Despite what it said was “overwhelming evidence of guilt” in the case of the man, Donald Loftin, the court said this failure by the judge and the lawyers so tainted the conviction that it ordered a new trial.
Mr. Loftin, 41, who is black, was found guilty in the 1992 murder of Gary Marsh, a Lawrenceville, N.J., gas station attendant. He was sentenced to death and has been on death row ever since.
“Denying an accused the right to an impartial jury is to deprive him of the very essence of a fair trial and therefore is not susceptible to a harmless error analysis,” Associate Justice Barry T. Albin wrote.
The events that gave rise to the ruling center on a white juror, a postal worker who told two black co-workers that he was ready to “go to the hardware store and buy a rope to hang this man with.”

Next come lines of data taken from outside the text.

pub mod app;
pub mod auth;
pub mod metrics;
pub mod proxy;
pub mod views;

use axum::{
    http::{HeaderMap, HeaderValue, StatusCode},
    response::{IntoResponse, Redirect, Response},
};

fn is_htmx(headers: &HeaderMap) -> bool {
    headers.contains_key("hx-request")
}

/// htmx requests are told where to go with `HX-Redirect`; plain form posts
/// get a 303.
pub(crate) fn redirect(headers: &HeaderMap, target: &str) -> Response {
    if is_htmx(headers) {
        if let Ok(value) = HeaderValue::from_str(target) {
            return (StatusCode::OK, [("hx-redirect", value)]).into_response();
        }
    }
    Redirect::to(target).into_response()
}
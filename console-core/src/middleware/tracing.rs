use axum::http::HeaderValue;
use axum::{extract::Request, middleware::Next, response::Response};
use uuid::Uuid;

pub use crate::observability::REQUEST_ID_HEADER;

/// Ensure every request carries an `x-request-id`, echoing it on the response.
pub async fn request_id_middleware(mut req: Request, next: Next) -> Response {
    let request_id = req
        .headers()
        .get(REQUEST_ID_HEADER)
        .and_then(|h| h.to_str().ok())
        .map(|s| s.to_string())
        .unwrap_or_else(|| Uuid::new_v4().to_string());

    if let Ok(header_value) = HeaderValue::from_str(&request_id) {
        req.headers_mut().insert(REQUEST_ID_HEADER, header_value);
    }

    let mut response = next.run(req).await;

    if let Ok(header_value) = HeaderValue::from_str(&request_id) {
        response
            .headers_mut()
            .insert(REQUEST_ID_HEADER, header_value);
    }

    response
}
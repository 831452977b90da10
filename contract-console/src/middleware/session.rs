use crate::authz::{AuthorizationRouter, Resolution};
use crate::session::{BrowserSession, CredentialStore, SessionContext};
use axum::{
    async_trait,
    body::Body,
    extract::{FromRequestParts, State},
    http::{request::Parts, Request},
    middleware::Next,
    response::Response,
};
use console_core::error::AppError;
use std::sync::Arc;
use tower_sessions::{MemoryStore, Session};

/// Session context backed by the browser's session record.
pub type SessionHandle = Arc<SessionContext<BrowserSession>>;

/// Restore the session once, before any handler runs, and make it available
/// to the request.
pub async fn session_context_middleware(
    State(store): State<MemoryStore>,
    session: Session,
    mut request: Request<Body>,
    next: Next,
) -> Response {
    let backend = BrowserSession::new(session, store);
    let context = SessionContext::restore(CredentialStore::new(backend)).await;
    request.extensions_mut().insert::<SessionHandle>(Arc::new(context));

    next.run(request).await
}

/// Extractor for the restored session of the current request.
#[derive(Clone)]
pub struct ConsoleSession(pub SessionHandle);

impl ConsoleSession {
    /// Re-resolved on every call; there is no cached resolution to go stale.
    pub fn resolution(&self) -> Resolution {
        AuthorizationRouter::resolve(&self.0.state())
    }
}

#[async_trait]
impl<S> FromRequestParts<S> for ConsoleSession
where
    S: Send + Sync,
{
    type Rejection = AppError;

    async fn from_request_parts(parts: &mut Parts, _state: &S) -> Result<Self, Self::Rejection> {
        parts
            .extensions
            .get::<SessionHandle>()
            .cloned()
            .map(ConsoleSession)
            .ok_or_else(|| {
                tracing::error!("Session context missing; session middleware not installed");
                AppError::InternalError(anyhow::anyhow!("session context unavailable"))
            })
    }
}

The workers reported the conversation to the presiding judge, Paulette Sapp-Peterson. When the judge met privately with the juror and the lawyers, the juror admitted making the comment, but said it was a joke aimed at his colleagues, who he said considered him biased, according to the ruling.
Judge Sapp-Peterson, over the defense lawyer’s objections, returned the juror to the jury box, and when deliberations began the judge made him an alternate.
The Supreme Court ruled that the juror should have immediately been disqualified because of the comments and because of the possibility of his sharing his views with other jurors. The court faulted Mr. Loftin’s lawyers for not raising the issue in two previous unsuccessful appeals.
Whether the case will be tried a second time remained a question. Joseph L. Bocchini Jr., the Mercer County prosecutor, described the ruling as “upsetting to put it mildly.” He said his office would ask the court to reconsider its ruling on unspecified grounds. At least four justices, however, would have to agree to reconsider the case. The ruling was 6-1.
David B. Glazer, Mr. Loftin’s lawyer in the successful appeal, said that although he was “gratified” by the ruling, it would not have a significant effect on his client, who is also serving time for the murder of an Atlantic City hotel chambermaid. Mr. Glazer said, “But for this conviction he would not have been on death row all this time.”